Wie wird mir eigentlich das ergebniss mitgeteilt?
Es wird (im Erfolgsfalle) ein Bescheid nach § 43 Zivildienstgesetz erlassen, der dann zur Entlassung führt.
Rufen die da vorab schon mal in der Dienststelle an oder faxen was?
Ob nun "vorab", das lässt sich nicht sagen aber in jedem Falle ist auch die Dienststelle zu informieren.
Falls ich als tauglich geschrieben werd hat es überhaupt Sinn da widerspruch einzulegen bzw wie geht das dann?
Du kannst natürlich auch zum Arzt gehen und sagen "vielen Dank lieber Herr Arzt, dass sie mich nicht dienstunfähig geschrieben haben. Sie haben ja schließlich Medizin studiert, sie müssen es ja wissen".

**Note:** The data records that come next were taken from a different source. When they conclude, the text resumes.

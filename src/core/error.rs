//! Error taxonomy for glitch attempts

use super::transport::TransportError;
use thiserror::Error;

/// Errors raised while configuring or driving a glitch attempt
#[derive(Error, Debug)]
pub enum GlitchError {
    /// A combo field lies outside its wire bit-width range
    #[error("{field} = {value} out of range ({min}..={max})")]
    InvalidParameterRange {
        /// Offending field name
        field: &'static str,
        /// Supplied value
        value: u32,
        /// Smallest accepted value
        min: u32,
        /// Largest accepted value
        max: u32,
    },

    /// I/O failure on the device channel
    #[error("transport fault: {0}")]
    TransportFault(#[from] TransportError),

    /// Encoder produced a frame the firmware would misparse. Programming error.
    #[error("encoding invariant violated: {0}")]
    EncodingInvariantViolation(String),
}

impl GlitchError {
    /// Whether the sweep can skip this attempt and continue
    pub fn is_recoverable(&self) -> bool {
        !matches!(self, Self::EncodingInvariantViolation(_))
    }
}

Oder du nimmst deine Rechte wahr und legst schriftlich Widerspruch ein, bittest m Übersendung einer Kopie der Befunde und nimmst dann dazu Stellung.
Kann man sich dann auf diesen "Gradiations"katalog berufen und wie lange dauert das? D.h. rentiert es sich überhaupt zu widersprechen oder ist man dann nur ein halbes jahr in den Mühlen der Bürokratie?
Du kannst dich auf die zDv 46/1 berufen aber nicht alles was da steht ist auch im Sinne des rechtlichen Begriffs der Wehrdienstfähigkeit richtig. Das heißt, man kann auch dann wehrdienstunfähig sein, wenn man es nach der zDv 46/1 nicht ist - und umgekehrt.
Wie lange die Entscheidung dauert, ist nicht vorhersehbar. Was aber spricht dagegen, sich weiter krank schreiben zu lassen wenn es denn tatsächlich wehtut?